** Assigned task **
Each line from the start of the entries through the line that contains "provider, the configured" should be output exactly, please.
START Input data
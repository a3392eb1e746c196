//! Stateful planning session: configuration, budget bookkeeping and the last
//! planned route.

#[cfg(test)]
mod tests;

use std::collections::HashSet;

use geo::LineString;
use portal_planner_core::{
    GeometryError, GeometryProvider, ObjectiveKind, PlayStyle, RouteTimeEstimate, TravelMode,
    Waypoint, WaypointError, WaypointFigures, WaypointId, assess_waypoint, estimate_route_time,
    tables::XM_VALUES,
};
use thiserror::Error;

use crate::optimizer::{OptimizationContext, OptimizationResult, OptimizeError, optimize};
use crate::statistics::RouteStatistics;

/// Errors raised by [`RouteSession`] planning calls.
#[derive(Debug, Clone, PartialEq, Error)]
pub enum PlanError {
    /// A waypoint attribute was out of range.
    #[error("waypoint {id} is invalid: {source}")]
    InvalidWaypoint {
        /// Offending waypoint.
        id: WaypointId,
        /// Which attribute was rejected.
        #[source]
        source: WaypointError,
    },
    /// The same id appeared twice in one request.
    #[error("waypoint {id} appears more than once")]
    DuplicateWaypoint {
        /// Repeated id.
        id: WaypointId,
    },
    /// The geometry provider failed.
    #[error(transparent)]
    Geometry(#[from] GeometryError),
    /// The optimizer failed.
    #[error(transparent)]
    Optimize(#[from] OptimizeError),
}

/// One planning interaction: owns the geometry provider, the configured
/// play style and objective, the running XM budget and the last result.
///
/// The budget changes only when an Energy plan completes; failed plans leave
/// every field untouched.
///
/// # Examples
/// ```
/// use geo::Coord;
/// use portal_planner_core::{ObjectiveKind, PlayStyle, Waypoint, WaypointCatalogue};
/// use portal_planner_optimizer::RouteSession;
///
/// let waypoints = vec![
///     Waypoint::new("a", Coord { x: 0.0, y: 0.0 }).with_energy(100)?,
///     Waypoint::new("b", Coord { x: 0.001, y: 0.0 }),
///     Waypoint::new("c", Coord { x: 0.002, y: 0.0 }),
/// ];
/// let mut session = RouteSession::new(WaypointCatalogue::new(waypoints.clone()));
/// session.configure(PlayStyle::Quick, ObjectiveKind::Energy, 500);
/// let result = session.plan_route(waypoints)?;
/// assert_eq!(result.ordered.len(), 3);
/// assert_eq!(session.budget(), 850);
/// assert_eq!(session.budget_trace(), [650, 750, 850]);
/// # Ok::<(), Box<dyn std::error::Error>>(())
/// ```
#[derive(Debug, Clone)]
pub struct RouteSession<G> {
    geometry: G,
    play_style: PlayStyle,
    objective: ObjectiveKind,
    travel_mode: TravelMode,
    initial_budget: u64,
    budget: u64,
    last_result: OptimizationResult,
    last_estimate: Option<RouteTimeEstimate>,
    budget_trace: Vec<u64>,
}

impl<G: GeometryProvider> RouteSession<G> {
    /// Start a session with quick hacks, distance ordering, walking and a
    /// level 8 agent's XM capacity.
    #[must_use]
    pub fn new(geometry: G) -> Self {
        Self {
            geometry,
            play_style: PlayStyle::default(),
            objective: ObjectiveKind::default(),
            travel_mode: TravelMode::default(),
            initial_budget: XM_VALUES.max_xm.l8,
            budget: XM_VALUES.max_xm.l8,
            last_result: OptimizationResult::default(),
            last_estimate: None,
            budget_trace: Vec::new(),
        }
    }

    /// Set the play style, objective and starting budget.
    ///
    /// The current budget restarts from `initial_budget` and the last result
    /// is discarded. The budget trace is kept.
    pub fn configure(&mut self, play_style: PlayStyle, objective: ObjectiveKind, initial_budget: u64) {
        log::debug!(
            "session configured: {play_style} play, {objective} objective, {initial_budget} XM"
        );
        self.play_style = play_style;
        self.objective = objective;
        self.initial_budget = initial_budget;
        self.budget = initial_budget;
        self.last_result = OptimizationResult::default();
        self.last_estimate = None;
    }

    /// Choose how the agent travels between waypoints.
    pub const fn set_travel_mode(&mut self, mode: TravelMode) {
        self.travel_mode = mode;
    }

    /// Restore the configured starting budget and forget the last route and
    /// the budget trace.
    pub fn reset(&mut self) {
        self.budget = self.initial_budget;
        self.last_result = OptimizationResult::default();
        self.last_estimate = None;
        self.budget_trace.clear();
    }

    /// Assess, order and time `waypoints`, then record the outcome.
    ///
    /// # Errors
    /// Returns [`PlanError::InvalidWaypoint`] or
    /// [`PlanError::DuplicateWaypoint`] for malformed input, and propagates
    /// geometry and optimizer failures.
    pub fn plan_route<I>(&mut self, waypoints: I) -> Result<&OptimizationResult, PlanError>
    where
        I: IntoIterator<Item = Waypoint>,
    {
        let batch: Vec<Waypoint> = waypoints.into_iter().collect();
        check_batch(&batch)?;
        let candidates = batch
            .into_iter()
            .map(|waypoint| assess_waypoint(&self.geometry, waypoint, self.play_style))
            .collect::<Result<Vec<_>, _>>()?;
        let context = OptimizationContext::new(&self.geometry, self.budget);
        let result = optimize(&candidates, self.objective, &context)?;
        let route: Vec<Waypoint> = result.waypoints().cloned().collect();
        let estimate =
            estimate_route_time(&route, self.play_style, self.travel_mode, &self.geometry)?;
        self.record(result, estimate);
        Ok(&self.last_result)
    }

    /// Plan every waypoint the provider finds within `radius_m` of
    /// `corridor`.
    ///
    /// A corridor with no waypoints nearby is not an error: it is logged as a
    /// warning and planned as an empty route, leaving the budget as it was.
    /// A failed lookup is returned as [`PlanError::Geometry`] instead.
    ///
    /// # Errors
    /// As [`RouteSession::plan_route`], plus corridor query failures.
    pub fn plan_corridor(
        &mut self,
        corridor: &LineString<f64>,
        radius_m: f64,
    ) -> Result<&OptimizationResult, PlanError> {
        let nearby = self.geometry.waypoints_near(corridor, radius_m)?;
        if nearby.is_empty() {
            log::warn!("no waypoints within {radius_m} m of the corridor; planning an empty route");
        } else {
            log::debug!(
                "{} waypoint(s) within {radius_m} m of the corridor",
                nearby.len()
            );
        }
        self.plan_route(nearby)
    }

    /// Figures for one waypoint under the current play style.
    ///
    /// # Errors
    /// Returns [`PlanError::InvalidWaypoint`] for out-of-range attributes and
    /// propagates neighbour lookup failures.
    pub fn figures_for(&self, waypoint: &Waypoint) -> Result<WaypointFigures, PlanError> {
        check_waypoint(waypoint)?;
        let candidate = assess_waypoint(&self.geometry, waypoint.clone(), self.play_style)?;
        Ok(candidate.figures)
    }

    /// Aggregate figures over the last planned route.
    #[must_use]
    pub fn statistics(&self) -> RouteStatistics {
        RouteStatistics::summarise(&self.last_result, self.last_estimate.as_ref())
    }

    /// Current play style.
    #[must_use]
    pub const fn play_style(&self) -> PlayStyle {
        self.play_style
    }

    /// Current objective.
    #[must_use]
    pub const fn objective(&self) -> ObjectiveKind {
        self.objective
    }

    /// Current travel mode.
    #[must_use]
    pub const fn travel_mode(&self) -> TravelMode {
        self.travel_mode
    }

    /// XM currently available.
    #[must_use]
    pub const fn budget(&self) -> u64 {
        self.budget
    }

    /// XM the session was configured with.
    #[must_use]
    pub const fn initial_budget(&self) -> u64 {
        self.initial_budget
    }

    /// Budget after every waypoint accepted by Energy plans, oldest first.
    #[must_use]
    pub fn budget_trace(&self) -> &[u64] {
        &self.budget_trace
    }

    /// Outcome of the last successful plan.
    #[must_use]
    pub const fn last_result(&self) -> &OptimizationResult {
        &self.last_result
    }

    /// Time estimate for the last successful plan.
    #[must_use]
    pub const fn last_estimate(&self) -> Option<&RouteTimeEstimate> {
        self.last_estimate.as_ref()
    }

    /// The geometry provider.
    #[must_use]
    pub const fn geometry(&self) -> &G {
        &self.geometry
    }

    fn record(&mut self, result: OptimizationResult, estimate: RouteTimeEstimate) {
        if let Some(final_budget) = result.final_budget {
            self.budget = final_budget;
            self.budget_trace.extend_from_slice(&result.budget_trace);
        }
        log::debug!(
            "planned {} waypoint(s), {} unaffordable, {} XM left",
            result.ordered.len(),
            result.unaffordable.len(),
            self.budget
        );
        self.last_result = result;
        self.last_estimate = Some(estimate);
    }
}

fn check_waypoint(waypoint: &Waypoint) -> Result<(), PlanError> {
    waypoint
        .validate()
        .map_err(|source| PlanError::InvalidWaypoint {
            id: waypoint.id.clone(),
            source,
        })
}

fn check_batch(batch: &[Waypoint]) -> Result<(), PlanError> {
    let mut seen = HashSet::with_capacity(batch.len());
    for waypoint in batch {
        check_waypoint(waypoint)?;
        if !seen.insert(&waypoint.id) {
            return Err(PlanError::DuplicateWaypoint {
                id: waypoint.id.clone(),
            });
        }
    }
    Ok(())
}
END Input data
** Answer section **
repository a3392eb1e746c196
//! Stateful planning session: configuration, budget bookkeeping and the last
//! planned route.

#[cfg(test)]
mod tests;

use std::collections::HashSet;

use geo::LineString;
use portal_planner_core::{
    GeometryError, GeometryProvider, ObjectiveKind, PlayStyle, RouteTimeEstimate, TravelMode,
    Waypoint, WaypointError, WaypointFigures, WaypointId, assess_waypoint, estimate_route_time,
    tables::XM_VALUES,
};
use thiserror::Error;

use crate::optimizer::{OptimizationContext, OptimizationResult, OptimizeError, optimize};
use crate::statistics::RouteStatistics;

/// Errors raised by [`RouteSession`] planning calls.
#[derive(Debug, Clone, PartialEq, Error)]
pub enum PlanError {
    /// A waypoint attribute was out of range.
    #[error("waypoint {id} is invalid: {source}")]
    InvalidWaypoint {
        /// Offending waypoint.
        id: WaypointId,
        /// Which attribute was rejected.
        #[source]
        source: WaypointError,
    },
    /// The same id appeared twice in one request.
    #[error("waypoint {id} appears more than once")]
    DuplicateWaypoint {
        /// Repeated id.
        id: WaypointId,
    },
    /// The geometry provider failed.
    #[error(transparent)]
    Geometry(#[from] GeometryError),
    /// The optimizer failed.
    #[error(transparent)]
    Optimize(#[from] OptimizeError),
}

/// One planning interaction: owns the geometry provider, the configured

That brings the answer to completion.